EXTRACTED MATERIAL section start

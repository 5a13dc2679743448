use crate::config::suite_config::SuiteConfig;
use crate::core::endpoint::ServiceKind;
use crate::core::suite::ScenarioEnv;
use crate::utils::error::Result;
use async_trait::async_trait;

pub trait Storage: Send + Sync {
    fn read_file(&self, path: &str) -> impl std::future::Future<Output = Result<Vec<u8>>> + Send;
    fn write_file(
        &self,
        path: &str,
        data: &[u8],
    ) -> impl std::future::Future<Output = Result<()>> + Send;
}

/// 一個端到端測試情境
#[async_trait]
pub trait Scenario: Send + Sync {
    fn name(&self) -> &str;

    /// 情境需要的服務；未設定時整個情境會被略過
    fn required_services(&self) -> &[ServiceKind] {
        &[]
    }

    fn should_run(&self, config: &SuiteConfig) -> bool {
        self.missing_services(config).is_empty()
    }

    fn missing_services(&self, config: &SuiteConfig) -> Vec<ServiceKind> {
        self.required_services()
            .iter()
            .copied()
            .filter(|service| config.service_url(*service).is_none())
            .collect()
    }

    async fn run(&self, env: &mut ScenarioEnv) -> Result<()>;
}
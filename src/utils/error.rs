use thiserror::Error;

#[derive(Error, Debug)]
pub enum E2eError {
    #[error("HTTP request failed: {0}")]
    ApiError(#[from] reqwest::Error),

    #[error("IO error: {0}")]
    IoError(#[from] std::io::Error),

    #[error("Serialization error: {0}")]
    SerializationError(#[from] serde_json::Error),

    #[error("CSV report error: {0}")]
    CsvError(#[from] csv::Error),

    #[error("Zip operation failed: {0}")]
    ZipError(#[from] zip::result::ZipError),

    #[error("Invalid URL: {0}")]
    UrlError(#[from] url::ParseError),

    #[error("Configuration error in '{field}': {message}")]
    ConfigValidationError { field: String, message: String },

    #[error("Invalid value '{value}' for '{field}': {reason}")]
    InvalidConfigValueError {
        field: String,
        value: String,
        reason: String,
    },

    #[error("Missing required configuration: {field}")]
    MissingConfigError { field: String },

    #[error("Service '{service}' has no configured endpoint")]
    ServiceNotConfigured { service: String },

    #[error("No service selected; call switch_to() before dispatching")]
    NoServiceSelected,

    #[error("{method} {url} ({service}) expected {expected}, got {actual}: {body}")]
    UnexpectedStatus {
        service: String,
        method: String,
        url: String,
        expected: String,
        actual: u16,
        body: String,
    },

    #[error("Response from {url} is not valid JSON: {message}")]
    InvalidJson { url: String, message: String },

    #[error("Missing JSON field '{path}'")]
    MissingField { path: String },

    #[error("Assertion failed: {message}")]
    AssertionFailed { message: String },

    #[error("Timed out after {waited_ms}ms waiting for {what}")]
    PollTimeout { what: String, waited_ms: u128 },

    #[error("Fixture setup failed at '{stage}': {message}")]
    FixtureError { stage: String, message: String },

    #[error("Scenario '{scenario}' failed: {message}")]
    ScenarioError { scenario: String, message: String },
}

#[derive(Debug, Clone, Copy, PartialEq, Eq)]
pub enum ErrorCategory {
    Configuration,
    Network,
    Contract,
    Fixture,
    Output,
}

#[derive(Debug, Clone, Copy, PartialEq, Eq, PartialOrd, Ord)]
pub enum ErrorSeverity {
    Low,
    Medium,
    High,
    Critical,
}

impl E2eError {
    pub fn category(&self) -> ErrorCategory {
        match self {
            E2eError::ConfigValidationError { .. }
            | E2eError::InvalidConfigValueError { .. }
            | E2eError::MissingConfigError { .. }
            | E2eError::ServiceNotConfigured { .. }
            | E2eError::NoServiceSelected
            | E2eError::UrlError(_) => ErrorCategory::Configuration,
            E2eError::ApiError(_) | E2eError::PollTimeout { .. } => ErrorCategory::Network,
            E2eError::UnexpectedStatus { .. }
            | E2eError::InvalidJson { .. }
            | E2eError::MissingField { .. }
            | E2eError::AssertionFailed { .. }
            | E2eError::ScenarioError { .. } => ErrorCategory::Contract,
            E2eError::FixtureError { .. } => ErrorCategory::Fixture,
            E2eError::IoError(_)
            | E2eError::SerializationError(_)
            | E2eError::CsvError(_)
            | E2eError::ZipError(_) => ErrorCategory::Output,
        }
    }

    pub fn severity(&self) -> ErrorSeverity {
        match self.category() {
            ErrorCategory::Network => ErrorSeverity::Medium,
            ErrorCategory::Contract | ErrorCategory::Fixture => ErrorSeverity::High,
            ErrorCategory::Configuration | ErrorCategory::Output => ErrorSeverity::Critical,
        }
    }

    pub fn user_friendly_message(&self) -> String {
        match self.category() {
            ErrorCategory::Configuration => format!("Suite configuration problem: {}", self),
            ErrorCategory::Network => format!("A remote service could not be reached in time: {}", self),
            ErrorCategory::Contract => format!("A service response did not match expectations: {}", self),
            ErrorCategory::Fixture => format!("Test fixtures could not be created: {}", self),
            ErrorCategory::Output => format!("The run report could not be written: {}", self),
        }
    }

    pub fn recovery_suggestion(&self) -> &'static str {
        match self {
            E2eError::ServiceNotConfigured { .. } => "Add the service base URL under [services] in the suite config",
            E2eError::NoServiceSelected => "Select a service with switch_to() or use on(service)",
            E2eError::PollTimeout { .. } => "Raise [polling].timeout_seconds or check the indexing pipeline",
            E2eError::FixtureError { .. } => "Check the account service and the [auth] client credentials",
            _ => match self.category() {
                ErrorCategory::Configuration => "Fix the suite config and run again",
                ErrorCategory::Network => "Check that the target environment is up and reachable",
                ErrorCategory::Contract => "Inspect the response body in the debug log (-v)",
                ErrorCategory::Fixture => "Check the account service and the [auth] client credentials",
                ErrorCategory::Output => "Check that [report].output_path is writable",
            },
        }
    }

    /// 將錯誤包裝為 fixture 階段錯誤，保留原始訊息
    pub fn in_fixture(self, stage: &str) -> Self {
        match self {
            E2eError::FixtureError { .. } => self,
            other => E2eError::FixtureError {
                stage: stage.to_string(),
                message: other.to_string(),
            },
        }
    }
}

pub type Result<T> = std::result::Result<T, E2eError>;
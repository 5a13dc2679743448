use crate::utils::error::{E2eError, Result};
use url::Url;

pub trait Validate {
    fn validate(&self) -> Result<()>;
}

pub fn validate_url(field_name: &str, url_str: &str) -> Result<()> {
    if url_str.is_empty() {
        return Err(E2eError::InvalidConfigValueError {
            field: field_name.to_string(),
            value: url_str.to_string(),
            reason: "URL cannot be empty".to_string(),
        });
    }

    // 未替換的環境變數代表使用者忘了 export
    if url_str.contains("${") {
        return Err(E2eError::InvalidConfigValueError {
            field: field_name.to_string(),
            value: url_str.to_string(),
            reason: "Unresolved environment variable".to_string(),
        });
    }

    match Url::parse(url_str) {
        Ok(url) => match url.scheme() {
            "http" | "https" => Ok(()),
            scheme => Err(E2eError::InvalidConfigValueError {
                field: field_name.to_string(),
                value: url_str.to_string(),
                reason: format!("Unsupported URL scheme: {}", scheme),
            }),
        },
        Err(e) => Err(E2eError::InvalidConfigValueError {
            field: field_name.to_string(),
            value: url_str.to_string(),
            reason: format!("Invalid URL format: {}", e),
        }),
    }
}

pub fn validate_path(field_name: &str, path: &str) -> Result<()> {
    if path.is_empty() {
        return Err(E2eError::InvalidConfigValueError {
            field: field_name.to_string(),
            value: path.to_string(),
            reason: "Path cannot be empty".to_string(),
        });
    }

    if path.contains('\0') {
        return Err(E2eError::InvalidConfigValueError {
            field: field_name.to_string(),
            value: path.to_string(),
            reason: "Path contains null bytes".to_string(),
        });
    }

    Ok(())
}

pub fn validate_positive_number(field_name: &str, value: usize, min_value: usize) -> Result<()> {
    if value < min_value {
        return Err(E2eError::InvalidConfigValueError {
            field: field_name.to_string(),
            value: value.to_string(),
            reason: format!("Value must be at least {}", min_value),
        });
    }
    Ok(())
}

pub fn validate_non_empty_string(field_name: &str, value: &str) -> Result<()> {
    if value.trim().is_empty() {
        return Err(E2eError::InvalidConfigValueError {
            field: field_name.to_string(),
            value: value.to_string(),
            reason: "Value cannot be empty or whitespace-only".to_string(),
        });
    }
    Ok(())
}

pub fn validate_range<T: PartialOrd + std::fmt::Display + Copy>(
    field_name: &str,
    value: T,
    min: T,
    max: T,
) -> Result<()> {
    if value < min || value > max {
        return Err(E2eError::InvalidConfigValueError {
            field: field_name.to_string(),
            value: value.to_string(),
            reason: format!("Value must be between {} and {}", min, max),
        });
    }
    Ok(())
}
#![allow(dead_code)]

use httpmock::prelude::*;
use serde_json::json;
use svc_e2e::SuiteConfig;

pub const USER_ID: &str = "u-100";
pub const ACCESS_TOKEN: &str = "token-abc";
pub const BUSINESS_ID: &str = "biz-1";

/// 所有服務都指向同一個 mock server 的設定
pub fn suite_config(server: &MockServer, tail: &str) -> SuiteConfig {
    let base = server.base_url();
    let content = format!(
        r#"
[suite]
name = "mock-suite"

[services]
listing = "{base}"
review = "{base}"
account = "{base}"
media = "{base}"
promotions = "{base}"
profile = "{base}"
notification = "{base}"

[auth]
client_id = "e2e-client"
client_secret = "e2e-secret"
moderator_token = "mod-token"

[polling]
timeout_seconds = 1
interval_millis = 20

{tail}
"#
    );
    SuiteConfig::from_toml_str(&content).expect("mock suite config should parse")
}

pub fn business_fixture() -> &'static str {
    r#"
[fixtures]
business_id = "biz-1"
"#
}

/// 註冊與登入的 mock；回傳 (register, token)
pub async fn mock_user_creation<'a>(server: &'a MockServer) -> (httpmock::Mock<'a>, httpmock::Mock<'a>) {
    let register = server
        .mock_async(|when, then| {
            when.method(POST)
                .path("/usr/register")
                .body_contains("first_name=E2E");
            then.status(201).json_body(json!({ "id": USER_ID }));
        })
        .await;

    let token = server
        .mock_async(|when, then| {
            when.method(POST)
                .path("/oauth/token")
                .body_contains("grant_type=password")
                .body_contains("client_id=e2e-client");
            then.status(200).json_body(json!({
                "access_token": ACCESS_TOKEN,
                "refresh_token": "refresh-abc",
                "expires_in": 3600
            }));
        })
        .await;

    (register, token)
}

pub async fn mock_business_detail(server: &MockServer) -> httpmock::Mock<'_> {
    server
        .mock_async(|when, then| {
            when.method(GET).path(format!("/business/{}", BUSINESS_ID));
            then.status(200)
                .json_body(json!({ "int_xxid": BUSINESS_ID, "name": "Mock Diner", "city": "Springfield" }));
        })
        .await
}

pub async fn mock_account_deletion(server: &MockServer) -> httpmock::Mock<'_> {
    server
        .mock_async(|when, then| {
            when.method(DELETE)
                .path("/usr")
                .header("authorization", format!("Bearer {}", ACCESS_TOKEN));
            then.status(204);
        })
        .await
}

EXTRACTED MATERIAL section end

Among the lines above, find those with the word "scheme" and list them.

        Ok(url) => match url.scheme() {
            scheme => Err(E2eError::InvalidConfigValueError {
                reason: format!("Unsupported URL scheme: {}", scheme),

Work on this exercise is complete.